Je précise tout d'abord que l'association s'intéresse toujours à la protection de normes en matière de justice procédurale pour s'assurer que les personnes sont traitées de façon équitable sur le territoire canadien. De plus en plus de pouvoirs contraignants sont conférés à l'Agence des services frontaliers. Or son régime de supervision est un peu une anomalie au Canada. Le Service canadien du renseignement de sécurité et la Gendarmerie royale du Canada ont un régime de surveillance. Je souligne évidemment les efforts que fait le gouvernement — et cette question est traitée dans le cadre de la Chambre — en vue d'améliorer le régime de surveillance de la GRC. Cependant, l'Agence des services frontaliers n'en a pas. Il y a un processus interne de plaintes, mais dans un contexte où des pouvoirs de plus en plus contraignants sont exercés, ce n'est pas suffisant.
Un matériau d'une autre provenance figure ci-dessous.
//! task-forge CLI entry point.
//!
//! Initializes logging and delegates to the CLI module for command handling.

use tracing_subscriber::{fmt, prelude::*, EnvFilter};

#[tokio::main]
async fn main() -> anyhow::Result<()> {
    // Parse CLI arguments first to get log_level
    let cli = task_forge::cli::parse_cli();

    // Initialize tracing with environment filter
    // Priority: RUST_LOG env var > --log-level CLI arg > default "info"
    let log_filter = std::env::var("RUST_LOG").unwrap_or_else(|_| cli.log_level.clone());

    // stdout carries the worker protocol and JSON output
    tracing_subscriber::registry()
        .with(fmt::layer().with_writer(std::io::stderr))
        .with(EnvFilter::try_from_default_env().unwrap_or_else(|_| EnvFilter::new(&log_filter)))
        .init();

    // Run the CLI with parsed arguments
    task_forge::cli::run_with_cli(cli).await
}
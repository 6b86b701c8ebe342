//! Task definitions for the scheduler.
//!
//! This module defines the unit of work submitted to the pool:
//!
//! - `Task`: caller-defined attributes interpreted by strategies, plus an
//!   opaque payload interpreted by the worker's handler
//! - `TaskPriority` / `PriorityLevel`: explicit or numeric priority
//! - `ResourceRequirements`: declared cpu/memory/timeout needs
//! - `TaskOutcome`: terminal result reported back to strategies

use std::fmt;
use std::str::FromStr;
use std::time::Duration;

use chrono::{DateTime, Utc};
use serde::{Deserialize, Serialize};
use uuid::Uuid;

/// Unique identifier of a task.
#[derive(Debug, Clone, PartialEq, Eq, Hash, PartialOrd, Ord, Serialize, Deserialize)]
#[serde(transparent)]
pub struct TaskId(String);

impl TaskId {
    /// Generates a fresh random task id.
    pub fn generate() -> Self {
        Self(format!("task-{}", Uuid::new_v4().simple()))
    }

    /// Returns the id as a string slice.
    pub fn as_str(&self) -> &str {
        &self.0
    }
}

impl fmt::Display for TaskId {
    fn fmt(&self, f: &mut fmt::Formatter<'_>) -> fmt::Result {
        f.write_str(&self.0)
    }
}

impl From<&str> for TaskId {
    fn from(value: &str) -> Self {
        Self(value.to_string())
    }
}

impl From<String> for TaskId {
    fn from(value: String) -> Self {
        Self(value)
    }
}

/// Named priority levels, highest first.
#[derive(Debug, Clone, Copy, PartialEq, Eq, Hash, PartialOrd, Ord, Serialize, Deserialize)]
#[serde(rename_all = "lowercase")]
pub enum PriorityLevel {
    Urgent,
    High,
    Normal,
    Low,
    Background,
}

impl PriorityLevel {
    /// All levels, highest first.
    pub const ALL: [PriorityLevel; 5] = [
        PriorityLevel::Urgent,
        PriorityLevel::High,
        PriorityLevel::Normal,
        PriorityLevel::Low,
        PriorityLevel::Background,
    ];

    /// Minimum numeric priority for this level.
    pub fn threshold(&self) -> i64 {
        match self {
            PriorityLevel::Urgent => 100,
            PriorityLevel::High => 75,
            PriorityLevel::Normal => 50,
            PriorityLevel::Low => 25,
            PriorityLevel::Background => i64::MIN,
        }
    }

    /// Maps a numeric priority by descending threshold match.
    pub fn from_numeric(value: i64) -> Self {
        Self::ALL
            .into_iter()
            .find(|level| value >= level.threshold())
            .unwrap_or(PriorityLevel::Background)
    }

    /// Infers a level from hints in a task type name.
    pub fn from_type_hint(task_type: &str) -> Option<Self> {
        let lowered = task_type.to_lowercase();
        if lowered.contains("urgent") || lowered.contains("emergency") {
            Some(PriorityLevel::Urgent)
        } else if lowered.contains("high") || lowered.contains("important") {
            Some(PriorityLevel::High)
        } else if lowered.contains("low") || lowered.contains("background") {
            Some(PriorityLevel::Low)
        } else {
            None
        }
    }

    /// Returns the lowercase name of this level.
    pub fn as_str(&self) -> &'static str {
        match self {
            PriorityLevel::Urgent => "urgent",
            PriorityLevel::High => "high",
            PriorityLevel::Normal => "normal",
            PriorityLevel::Low => "low",
            PriorityLevel::Background => "background",
        }
    }
}

impl fmt::Display for PriorityLevel {
    fn fmt(&self, f: &mut fmt::Formatter<'_>) -> fmt::Result {
        f.write_str(self.as_str())
    }
}

impl FromStr for PriorityLevel {
    type Err = String;

    fn from_str(s: &str) -> Result<Self, Self::Err> {
        match s.to_lowercase().as_str() {
            "urgent" => Ok(PriorityLevel::Urgent),
            "high" => Ok(PriorityLevel::High),
            "normal" => Ok(PriorityLevel::Normal),
            "low" => Ok(PriorityLevel::Low),
            "background" => Ok(PriorityLevel::Background),
            other => Err(format!("unknown priority level '{}'", other)),
        }
    }
}

/// Task priority as supplied by the caller.
#[derive(Debug, Clone, Copy, PartialEq, Eq, Serialize, Deserialize)]
#[serde(untagged)]
pub enum TaskPriority {
    /// One of the named levels.
    Level(PriorityLevel),
    /// A number resolved by threshold.
    Numeric(i64),
}

impl TaskPriority {
    /// Resolves to a named level.
    pub fn level(&self) -> PriorityLevel {
        match self {
            TaskPriority::Level(level) => *level,
            TaskPriority::Numeric(value) => PriorityLevel::from_numeric(*value),
        }
    }
}

/// Declared resource needs of a task. Any field may be omitted.
#[derive(Debug, Clone, Copy, Default, PartialEq, Serialize, Deserialize)]
#[serde(rename_all = "camelCase")]
pub struct ResourceRequirements {
    /// CPU percent (0-100).
    #[serde(default, skip_serializing_if = "Option::is_none")]
    pub cpu: Option<f64>,
    /// Memory in megabytes.
    #[serde(default, skip_serializing_if = "Option::is_none")]
    pub memory: Option<f64>,
    /// Expected runtime in milliseconds.
    #[serde(default, skip_serializing_if = "Option::is_none")]
    pub timeout: Option<u64>,
}

/// Observed resource use of a finished task.
#[derive(Debug, Clone, Copy, Default, PartialEq, Serialize, Deserialize)]
pub struct ResourceUsage {
    /// Peak CPU percent.
    pub cpu: f64,
    /// Peak memory in megabytes.
    pub memory: f64,
}

/// A unit of work submitted to the pool.
#[derive(Debug, Clone, Default, PartialEq, Serialize, Deserialize)]
#[serde(rename_all = "camelCase")]
pub struct Task {
    /// Assigned by the pool when absent.
    #[serde(default, skip_serializing_if = "Option::is_none")]
    pub id: Option<TaskId>,
    #[serde(rename = "type", default, skip_serializing_if = "Option::is_none")]
    pub task_type: Option<String>,
    #[serde(default, skip_serializing_if = "Option::is_none")]
    pub priority: Option<TaskPriority>,
    #[serde(default, skip_serializing_if = "Option::is_none")]
    pub project_id: Option<String>,
    #[serde(default, skip_serializing_if = "Option::is_none")]
    pub repository: Option<String>,
    #[serde(default, skip_serializing_if = "Option::is_none")]
    pub session_id: Option<String>,
    #[serde(default, skip_serializing_if = "Option::is_none")]
    pub requirements: Option<ResourceRequirements>,
    /// Execution timeout in milliseconds.
    #[serde(rename = "timeout", default, skip_serializing_if = "Option::is_none")]
    pub timeout_ms: Option<u64>,
    /// Handler input, opaque to the pool and strategies.
    #[serde(default)]
    pub payload: serde_json::Value,
    #[serde(default, skip_serializing_if = "Option::is_none")]
    pub queued_at: Option<DateTime<Utc>>,
}

impl Task {
    /// Creates an empty task with a null payload.
    pub fn new() -> Self {
        Self::default()
    }

    /// Creates a task carrying the given handler payload.
    pub fn with_payload(payload: serde_json::Value) -> Self {
        Self {
            payload,
            ..Self::default()
        }
    }

    /// Sets an explicit id.
    pub fn with_id(mut self, id: impl Into<TaskId>) -> Self {
        self.id = Some(id.into());
        self
    }

    /// Sets the task type.
    pub fn with_type(mut self, task_type: impl Into<String>) -> Self {
        self.task_type = Some(task_type.into());
        self
    }

    /// Sets a named priority.
    pub fn with_priority(mut self, level: PriorityLevel) -> Self {
        self.priority = Some(TaskPriority::Level(level));
        self
    }

    /// Sets a numeric priority.
    pub fn with_numeric_priority(mut self, value: i64) -> Self {
        self.priority = Some(TaskPriority::Numeric(value));
        self
    }

    /// Sets the project id.
    pub fn with_project(mut self, project_id: impl Into<String>) -> Self {
        self.project_id = Some(project_id.into());
        self
    }

    /// Sets the repository.
    pub fn with_repository(mut self, repository: impl Into<String>) -> Self {
        self.repository = Some(repository.into());
        self
    }

    /// Sets the session id.
    pub fn with_session(mut self, session_id: impl Into<String>) -> Self {
        self.session_id = Some(session_id.into());
        self
    }

    /// Sets resource requirements.
    pub fn with_requirements(mut self, requirements: ResourceRequirements) -> Self {
        self.requirements = Some(requirements);
        self
    }

    /// Sets the execution timeout.
    pub fn with_timeout(mut self, timeout: Duration) -> Self {
        self.timeout_ms = Some(timeout.as_millis() as u64);
        self
    }

    /// Returns the task id, or a placeholder for unassigned tasks.
    pub fn id_label(&self) -> String {
        self.id
            .as_ref()
            .map(|id| id.to_string())
            .unwrap_or_else(|| "unassigned".to_string())
    }

    /// Execution timeout, if the task sets one.
    pub fn timeout(&self) -> Option<Duration> {
        self.timeout_ms.map(Duration::from_millis)
    }

    /// Resolved priority level, from explicit priority, type hints, or `Normal`.
    pub fn priority_level(&self) -> PriorityLevel {
        if let Some(priority) = self.priority {
            return priority.level();
        }
        self.task_type
            .as_deref()
            .and_then(PriorityLevel::from_type_hint)
            .unwrap_or(PriorityLevel::Normal)
    }

    /// Looks up a named attribute, falling back to string or number payload fields.
    pub fn attribute(&self, name: &str) -> Option<String> {
        let known = match name {
            "projectId" => self.project_id.clone(),
            "repository" => self.repository.clone(),
            "type" => self.task_type.clone(),
            "sessionId" => self.session_id.clone(),
            "priority" => self.priority.map(|p| p.level().to_string()),
            _ => None,
        };
        if known.is_some() {
            return known;
        }

        match self.payload.get(name)? {
            serde_json::Value::String(s) => Some(s.clone()),
            serde_json::Value::Number(n) => Some(n.to_string()),
            serde_json::Value::Bool(b) => Some(b.to_string()),
            _ => None,
        }
    }
}

/// Lifecycle status of a task.
#[derive(Debug, Clone, Copy, PartialEq, Eq, Serialize, Deserialize)]
#[serde(rename_all = "kebab-case")]
pub enum TaskStatus {
    Queued,
    Assigned,
    Completed,
    Failed,
    TimedOut,
}

impl TaskStatus {
    /// Returns the status label.
    pub fn as_str(&self) -> &'static str {
        match self {
            TaskStatus::Queued => "queued",
            TaskStatus::Assigned => "assigned",
            TaskStatus::Completed => "completed",
            TaskStatus::Failed => "failed",
            TaskStatus::TimedOut => "timed-out",
        }
    }
}

impl fmt::Display for TaskStatus {
    fn fmt(&self, f: &mut fmt::Formatter<'_>) -> fmt::Result {
        f.write_str(self.as_str())
    }
}

/// Terminal outcome of an assigned task.
#[derive(Debug, Clone, PartialEq)]
pub enum TaskOutcome {
    /// The worker returned a result.
    Completed {
        result: serde_json::Value,
        duration: Duration,
        usage: Option<ResourceUsage>,
    },
    /// The worker reported an error, or died while running the task.
    Failed { error: String, duration: Duration },
    /// The coordinator's timer fired first.
    TimedOut { after: Duration },
}

impl TaskOutcome {
    /// Returns true for a completed task.
    pub fn is_success(&self) -> bool {
        matches!(self, TaskOutcome::Completed { .. })
    }

    /// Resource usage reported alongside a result.
    pub fn usage(&self) -> Option<ResourceUsage> {
        match self {
            TaskOutcome::Completed { usage, .. } => *usage,
            _ => None,
        }
    }

    /// Time between dispatch and outcome.
    pub fn duration(&self) -> Duration {
        match self {
            TaskOutcome::Completed { duration, .. } | TaskOutcome::Failed { duration, .. } => {
                *duration
            }
            TaskOutcome::TimedOut { after } => *after,
        }
    }

    /// Terminal status for this outcome.
    pub fn status(&self) -> TaskStatus {
        match self {
            TaskOutcome::Completed { .. } => TaskStatus::Completed,
            TaskOutcome::Failed { .. } => TaskStatus::Failed,
            TaskOutcome::TimedOut { .. } => TaskStatus::TimedOut,
        }
    }
}

#[cfg(test)]
mod tests {
    use super::*;
    use serde_json::json;

    #[test]
    fn test_numeric_priority_thresholds() {
        assert_eq!(PriorityLevel::from_numeric(150), PriorityLevel::Urgent);
        assert_eq!(PriorityLevel::from_numeric(100), PriorityLevel::Urgent);
        assert_eq!(PriorityLevel::from_numeric(80), PriorityLevel::High);
        assert_eq!(PriorityLevel::from_numeric(50), PriorityLevel::Normal);
        assert_eq!(PriorityLevel::from_numeric(30), PriorityLevel::Low);
        assert_eq!(PriorityLevel::from_numeric(-5), PriorityLevel::Background);
    }

    #[test]
    fn test_priority_from_type_hints() {
        let task = Task::new().with_type("emergency-fix");
        assert_eq!(task.priority_level(), PriorityLevel::Urgent);

        let task = Task::new().with_type("important_review");
        assert_eq!(task.priority_level(), PriorityLevel::High);

        let task = Task::new().with_type("background-index");
        assert_eq!(task.priority_level(), PriorityLevel::Low);

        let task = Task::new().with_type("compile");
        assert_eq!(task.priority_level(), PriorityLevel::Normal);
    }

    #[test]
    fn test_explicit_priority_wins_over_type_hint() {
        let task = Task::new()
            .with_type("urgent-thing")
            .with_priority(PriorityLevel::Low);
        assert_eq!(task.priority_level(), PriorityLevel::Low);
    }

    #[test]
    fn test_task_deserializes_wire_shape() {
        let task: Task = serde_json::from_value(json!({
            "id": "t-1",
            "type": "compile",
            "priority": "high",
            "projectId": "alpha",
            "sessionId": "s-9",
            "requirements": {"cpu": 40.0, "memory": 1024.0},
            "timeout": 5000,
            "payload": {"sleepMs": 10}
        }))
        .unwrap();

        assert_eq!(task.id, Some(TaskId::from("t-1")));
        assert_eq!(task.task_type.as_deref(), Some("compile"));
        assert_eq!(task.priority, Some(TaskPriority::Level(PriorityLevel::High)));
        assert_eq!(task.timeout(), Some(Duration::from_millis(5000)));
        assert_eq!(task.requirements.unwrap().memory, Some(1024.0));
    }

    #[test]
    fn test_numeric_priority_deserializes() {
        let task: Task = serde_json::from_value(json!({"priority": 80})).unwrap();
        assert_eq!(task.priority, Some(TaskPriority::Numeric(80)));
        assert_eq!(task.priority_level(), PriorityLevel::High);
    }

    #[test]
    fn test_attribute_lookup_falls_back_to_payload() {
        let task = Task::with_payload(json!({"branch": "main", "shard": 3}))
            .with_project("alpha");

        assert_eq!(task.attribute("projectId").as_deref(), Some("alpha"));
        assert_eq!(task.attribute("branch").as_deref(), Some("main"));
        assert_eq!(task.attribute("shard").as_deref(), Some("3"));
        assert_eq!(task.attribute("repository"), None);
    }

    #[test]
    fn test_outcome_status() {
        let done = TaskOutcome::Completed {
            result: json!(1),
            duration: Duration::from_millis(5),
            usage: None,
        };
        assert!(done.is_success());
        assert_eq!(done.status(), TaskStatus::Completed);

        let timed_out = TaskOutcome::TimedOut {
            after: Duration::from_secs(1),
        };
        assert!(!timed_out.is_success());
        assert_eq!(timed_out.status().as_str(), "timed-out");
    }
}
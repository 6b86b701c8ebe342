//! Strategy name to factory table.
//!
//! Strategies are registered at startup; custom strategies are added with
//! [`StrategyRegistry::register`] before the pool starts.

use std::collections::BTreeMap;
use std::fmt;
use std::sync::Arc;

use serde::de::DeserializeOwned;

use crate::error::StrategyError;
use crate::scheduler::HostCapabilities;

use super::{
    AffinityStrategy, LoadBalancingStrategy, PriorityBasedStrategy, ResourceAwareStrategy,
    RoundRobinStrategy, WorkerStrategy,
};

/// Values injected into every strategy factory.
#[derive(Debug, Clone, Copy, PartialEq)]
pub struct StrategyContext {
    /// Capabilities of the host running the workers.
    pub host: HostCapabilities,
}

impl StrategyContext {
    /// Creates a context with explicit host capabilities.
    pub fn new(host: HostCapabilities) -> Self {
        Self { host }
    }

    /// Creates a context for the current host.
    pub fn detect() -> Self {
        Self::new(HostCapabilities::detect())
    }
}

/// Builds a strategy from its JSON options.
pub type StrategyFactory = Arc<
    dyn Fn(&serde_json::Value, &StrategyContext) -> Result<Box<dyn WorkerStrategy>, StrategyError>
        + Send
        + Sync,
>;

/// Deserialises strategy options; `null` yields the defaults.
pub fn parse_options<T>(strategy: &str, options: &serde_json::Value) -> Result<T, StrategyError>
where
    T: DeserializeOwned + Default,
{
    if options.is_null() {
        return Ok(T::default());
    }
    serde_json::from_value(options.clone()).map_err(|e| StrategyError::InvalidOptions {
        strategy: strategy.to_string(),
        message: e.to_string(),
    })
}

/// Registered strategy factories.
#[derive(Clone, Default)]
pub struct StrategyRegistry {
    factories: BTreeMap<String, StrategyFactory>,
}

impl StrategyRegistry {
    /// Creates an empty registry.
    pub fn new() -> Self {
        Self::default()
    }

    /// Creates a registry holding the built-in strategies.
    pub fn with_builtin() -> Self {
        let mut registry = Self::new();
        registry.insert(RoundRobinStrategy::NAME, |options, _ctx| {
            Ok(Box::new(RoundRobinStrategy::new(parse_options(
                RoundRobinStrategy::NAME,
                options,
            )?)))
        });
        registry.insert(LoadBalancingStrategy::NAME, |options, _ctx| {
            Ok(Box::new(LoadBalancingStrategy::new(parse_options(
                LoadBalancingStrategy::NAME,
                options,
            )?)))
        });
        registry.insert(PriorityBasedStrategy::NAME, |options, ctx| {
            Ok(Box::new(PriorityBasedStrategy::new(
                parse_options(PriorityBasedStrategy::NAME, options)?,
                ctx.host,
            )))
        });
        registry.insert(AffinityStrategy::NAME, |options, _ctx| {
            Ok(Box::new(AffinityStrategy::new(parse_options(
                AffinityStrategy::NAME,
                options,
            )?)))
        });
        registry.insert(ResourceAwareStrategy::NAME, |options, ctx| {
            Ok(Box::new(ResourceAwareStrategy::new(
                parse_options(ResourceAwareStrategy::NAME, options)?,
                ctx.host,
            )))
        });
        registry
    }

    fn insert<F>(&mut self, name: &str, factory: F)
    where
        F: Fn(&serde_json::Value, &StrategyContext) -> Result<Box<dyn WorkerStrategy>, StrategyError>
            + Send
            + Sync
            + 'static,
    {
        self.factories.insert(name.to_string(), Arc::new(factory));
    }

    /// Registers a custom strategy. Names must be unique.
    pub fn register<F>(&mut self, name: &str, factory: F) -> Result<(), StrategyError>
    where
        F: Fn(&serde_json::Value, &StrategyContext) -> Result<Box<dyn WorkerStrategy>, StrategyError>
            + Send
            + Sync
            + 'static,
    {
        if self.factories.contains_key(name) {
            return Err(StrategyError::DuplicateStrategy(name.to_string()));
        }
        self.insert(name, factory);
        Ok(())
    }

    /// Instantiates a strategy by name.
    pub fn create(
        &self,
        name: &str,
        options: &serde_json::Value,
        ctx: &StrategyContext,
    ) -> Result<Box<dyn WorkerStrategy>, StrategyError> {
        let factory = self
            .factories
            .get(name)
            .ok_or_else(|| StrategyError::UnknownStrategy(name.to_string()))?;
        factory(options, ctx)
    }

    /// Returns true if `name` is registered.
    pub fn contains(&self, name: &str) -> bool {
        self.factories.contains_key(name)
    }

    /// Registered names in sorted order.
    pub fn names(&self) -> Vec<&str> {
        self.factories.keys().map(|k| k.as_str()).collect()
    }
}

impl fmt::Debug for StrategyRegistry {
    fn fmt(&self, f: &mut fmt::Formatter<'_>) -> fmt::Result {
        f.debug_struct("StrategyRegistry")
            .field("strategies", &self.names())
            .finish()
    }
}

#[cfg(test)]
mod tests {
    use super::*;
    use crate::strategy::RoundRobinConfig;
    use serde_json::json;

    fn ctx() -> StrategyContext {
        StrategyContext::new(HostCapabilities::new(4, 8192))
    }

    #[test]
    fn test_builtin_names() {
        let registry = StrategyRegistry::with_builtin();
        assert_eq!(
            registry.names(),
            vec![
                "affinity",
                "load-balancing",
                "priority-based",
                "resource-aware",
                "round-robin"
            ]
        );
    }

    #[test]
    fn test_create_with_and_without_options() {
        let registry = StrategyRegistry::with_builtin();
        for name in registry.names() {
            let strategy = registry.create(name, &serde_json::Value::Null, &ctx()).unwrap();
            assert_eq!(strategy.name(), name);
        }

        let strategy = registry
            .create("round-robin", &json!({"maxSkipAttempts": 3}), &ctx())
            .unwrap();
        assert_eq!(strategy.name(), "round-robin");
    }

    #[test]
    fn test_unknown_strategy_is_an_error() {
        let registry = StrategyRegistry::with_builtin();
        let err = registry
            .create("random", &serde_json::Value::Null, &ctx())
            .err()
            .unwrap();
        assert!(matches!(err, StrategyError::UnknownStrategy(name) if name == "random"));
    }

    #[test]
    fn test_invalid_options_are_rejected() {
        let registry = StrategyRegistry::with_builtin();
        let err = registry
            .create("round-robin", &json!({"maxSkipAttempts": "many"}), &ctx())
            .err()
            .unwrap();
        assert!(matches!(err, StrategyError::InvalidOptions { .. }));
    }

    #[test]
    fn test_parse_options_defaults_on_null() {
        let config: RoundRobinConfig =
            parse_options("round-robin", &serde_json::Value::Null).unwrap();
        assert_eq!(config, RoundRobinConfig::default());
    }

    #[test]
    fn test_register_custom_strategy() {
        let mut registry = StrategyRegistry::with_builtin();
        registry
            .register("sticky-rr", |options, _ctx| {
                Ok(Box::new(RoundRobinStrategy::new(parse_options(
                    "sticky-rr",
                    options,
                )?)))
            })
            .unwrap();
        assert!(registry.contains("sticky-rr"));

        let err = registry
            .register("affinity", |_, _| {
                Ok(Box::new(RoundRobinStrategy::default()))
            })
            .err()
            .unwrap();
        assert!(matches!(err, StrategyError::DuplicateStrategy(_)));
    }
}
Dans une démocratie, on doit toujours avoir comme réflexe de jumeler l'accroissement des pouvoirs ou de la discrétion à un certain encadrement de la surveillance. Il est important de voir cela dans l'optique où l'on veut accroître la confiance des Canadiens et Canadiennes envers le régime à la frontière.
[Traduction]
Je vous donnerai plus tard des exemples qui démontrent à quel point cela pourrait être nécessaire, mais en résumé, notre encadrement de surveillance présente des lacunes. Le SCRS fait l'objet d'une supervision indépendante, et ce sera encore mieux du côté de la GRC, mais ce n'est pas le cas de l'ASFC. Un grand nombre de gens nous appellent, car nous les avons encouragés à utiliser le mécanisme interne pour se plaindre, et cela n'a pas donné de bons résultats.
À notre avis, cela ferait seulement partie du régime qui consiste à augmenter les pouvoirs à la frontière pour veiller à ce qu'il y ait bel et bien un certain encadrement de surveillance. Si nous demandons à ce qu'on exerce une surveillance, ce n'est pas parce que nous soupçonnons qu'on se livre à la tricherie ou à des irrégularités; c'est seulement la façon appropriée de fonctionner dans une démocratie. Il s'agit aussi de bonne gouvernance.
À notre avis, il n'est pas nécessaire de créer une nouvelle agence. D'ailleurs, le moment serait mal choisi pour lancer ce débat. Par contre, nous pourrions peut-être élargir le mandat de certaines des agences existantes. Je vous invite fortement à y réfléchir lorsque vous formulerez vos recommandations.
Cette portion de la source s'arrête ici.